Extract all data as written.
□ □ □ □ □ □ □
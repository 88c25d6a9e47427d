//! SQLite persistence layer.
//!
//! RULE: Only the store talks to the database.
//! The ledger and the engine call store methods; they never execute SQL directly.
//!
//! Two concerns live here: a JSON key-value table (the durable browser-style
//! storage for the user record and flags) and the append-only event journal.
//! Keys are written independently; there is no transaction spanning two keys.

mod journal;
mod user_data;

pub use user_data::{CLAIMED_BONUS_KEY, LOGIN_PROMPT_KEY, USER_DATA_KEY};

use crate::error::CasinoResult;
use rusqlite::{params, Connection, OptionalExtension};
use serde::{de::DeserializeOwned, Serialize};

pub struct CasinoStore {
    conn: Connection,
    path: Option<String>, // None for :memory:, Some(path) for file
}

impl CasinoStore {
    pub fn open(path: &str) -> CasinoResult<Self> {
        let conn = Connection::open_with_flags(
            path,
            rusqlite::OpenFlags::SQLITE_OPEN_READ_WRITE
                | rusqlite::OpenFlags::SQLITE_OPEN_CREATE
                | rusqlite::OpenFlags::SQLITE_OPEN_URI,
        )?;
        // WAL mode only for real files (shared-memory and :memory: ignore it).
        let _ = conn.execute_batch("PRAGMA journal_mode=WAL;");
        conn.execute_batch("PRAGMA foreign_keys=ON;")?;
        Ok(Self {
            conn,
            path: Some(path.to_string()),
        })
    }

    /// Open an in-memory database (used in tests).
    pub fn in_memory() -> CasinoResult<Self> {
        let conn = Connection::open(":memory:")?;
        conn.execute_batch("PRAGMA foreign_keys=ON;")?;
        Ok(Self { conn, path: None })
    }

    /// Reopen a new connection to the same database.
    /// For in-memory databases, this returns a new in-memory database (isolated).
    pub fn reopen(&self) -> CasinoResult<Self> {
        match &self.path {
            Some(p) => Self::open(p),
            None => Self::in_memory(),
        }
    }

    /// Apply all schema migrations in order.
    pub fn migrate(&self) -> CasinoResult<()> {
        self.conn
            .execute_batch(include_str!("../../../migrations/001_foundation.sql"))?;
        Ok(())
    }

    // ── Key-value ──────────────────────────────────────────────

    /// Read a JSON value. A missing key yields `default`; so does a stored
    /// value whose shape no longer matches `T` (logged, left in place until
    /// the next write overwrites it).
    pub fn get_value<T: DeserializeOwned>(&self, key: &str, default: T) -> CasinoResult<T> {
        let raw: Option<String> = self
            .conn
            .query_row("SELECT value FROM kv WHERE key = ?1", params![key], |row| row.get(0))
            .optional()?;

        let Some(raw) = raw else {
            return Ok(default);
        };

        match serde_json::from_str(&raw) {
            Ok(value) => Ok(value),
            Err(e) => {
                log::warn!("stored value for '{key}' has an unexpected shape ({e}); using default");
                Ok(default)
            }
        }
    }

    pub fn set_value<T: Serialize + ?Sized>(&self, key: &str, value: &T) -> CasinoResult<()> {
        let json = serde_json::to_string(value)?;
        self.conn.execute(
            "INSERT INTO kv (key, value, updated_at) VALUES (?1, ?2, ?3)
             ON CONFLICT(key) DO UPDATE SET value = excluded.value, updated_at = excluded.updated_at",
            params![key, json, chrono::Utc::now().timestamp_millis()],
        )?;
        Ok(())
    }

    /// Raw JSON text for a key, bypassing deserialization (tooling and tests).
    pub fn raw_value(&self, key: &str) -> CasinoResult<Option<String>> {
        let raw = self
            .conn
            .query_row("SELECT value FROM kv WHERE key = ?1", params![key], |row| row.get(0))
            .optional()?;
        Ok(raw)
    }

    /// Write raw text under a key without validating it.
    pub fn set_raw_value(&self, key: &str, raw: &str) -> CasinoResult<()> {
        self.conn.execute(
            "INSERT INTO kv (key, value, updated_at) VALUES (?1, ?2, ?3)
             ON CONFLICT(key) DO UPDATE SET value = excluded.value, updated_at = excluded.updated_at",
            params![key, raw, chrono::Utc::now().timestamp_millis()],
        )?;
        Ok(())
    }
}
□ □ □ □ □ □ □
=== Task response ===
repository 88c25d6a9e47427d
//! SQLite persistence layer.
//!
//! RULE: Only the store talks to the database.
//! The ledger and the engine call store methods; they never execute SQL directly.
//!
//! Two concerns live here: a JSON key-value table (the durable browser-style
//! storage for the user record and flags) and the append-only event journal.
//! Keys are written independently; there is no transaction spanning two keys.

mod journal;
mod user_data;

pub use user_data::{CLAIMED_BONUS_KEY, LOGIN_PROMPT_KEY, USER_DATA_KEY};

use crate::error::CasinoResult;
use rusqlite::{params, Connection, OptionalExtension};
use serde::{de::DeserializeOwned, Serialize};

pub struct CasinoStore {
    conn: Connection,
    path: Option<String>, // None for :memory:, Some(path) for file
}

impl CasinoStore {
    pub fn open(path: &str) -> CasinoResult<Self> {
        let conn = Connection::open_with_flags(
            path,
            rusqlite::OpenFlags::SQLITE_OPEN_READ_WRITE
                | rusqlite::OpenFlags::SQLITE_OPEN_CREATE
                | rusqlite::OpenFlags::SQLITE_OPEN_URI,
        )?;
        // WAL mode only for real files (shared-memory and :memory: ignore it).
        let _ = conn.execute_batch("PRAGMA journal_mode=WAL;");
        conn.execute_batch("PRAGMA foreign_keys=ON;")?;
        Ok(Self {
            conn,
            path: Some(path.to_string()),
        })
    }

    /// Open an in-memory database (used in tests).
    pub fn in_memory() -> CasinoResult<Self> {
        let conn = Connection::open(":memory:")?;
        conn.execute_batch("PRAGMA foreign_keys=ON;")?;
        Ok(Self { conn, path: None })
    }

    /// Reopen a new connection to the same database.
    /// For in-memory databases, this returns a new in-memory database (isolated).
    pub fn reopen(&self) -> CasinoResult<Self> {
        match &self.path {
            Some(p) => Self::open(p),
            None => Self::in_memory(),
        }
    }

    /// Apply all schema migrations in order.
    pub fn migrate(&self) -> CasinoResult<()> {
        self.conn
            .execute_batch(include_str!("../../../migrations/001_foundation.sql"))?;
        Ok(())
    }

    // ── Key-value ──────────────────────────────────────────────

    /// Read a JSON value. A missing key yields `default`; so does a stored
    /// value whose shape no longer matches `T` (logged, left in place until
    /// the next write overwrites it).
    pub fn get_value<T: DeserializeOwned>(&self, key: &str, default: T) -> CasinoResult<T> {
        let raw: Option<String> = self
            .conn
            .query_row("SELECT value FROM kv WHERE key = ?1", params![key], |row| row.get(0))
            .optional()?;

        let Some(raw) = raw else {
            return Ok(default);
        };

        match serde_json::from_str(&raw) {
            Ok(value) => Ok(value),
            Err(e) => {
                log::warn!("stored value for '{key}' has an unexpected shape ({e}); using default");
                Ok(default)
            }
        }
    }

    pub fn set_value<T: Serialize + ?Sized>(&self, key: &str, value: &T) -> CasinoResult<()> {
        let json = serde_json::to_string(value)?;
        self.conn.execute(
            "INSERT INTO kv (key, value, updated_at) VALUES (?1, ?2, ?3)
             ON CONFLICT(key) DO UPDATE SET value = excluded.value, updated_at = excluded.updated_at",
            params![key, json, chrono::Utc::now().timestamp_millis()],
        )?;
        Ok(())
    }

    /// Raw JSON text for a key, bypassing deserialization (tooling and tests).
    pub fn raw_value(&self, key: &str) -> CasinoResult<Option<String>> {
        let raw = self
            .conn
            .query_row("SELECT value FROM kv WHERE key = ?1", params![key], |row| row.get(0))
            .optional()?;
        Ok(raw)
    }

    /// Write raw text under a key without validating it.
    pub fn set_raw_value(&self, key: &str, raw: &str) -> CasinoResult<()> {
        self.conn.execute(
            "INSERT INTO kv (key, value, updated_at) VALUES (?1, ?2, ?3)
             ON CONFLICT(key) DO UPDATE SET value = excluded.value, updated_at = excluded.updated_at",
            params![key, raw, chrono::Utc::now().timestamp_millis()],
        )?;
        Ok(())
    }
}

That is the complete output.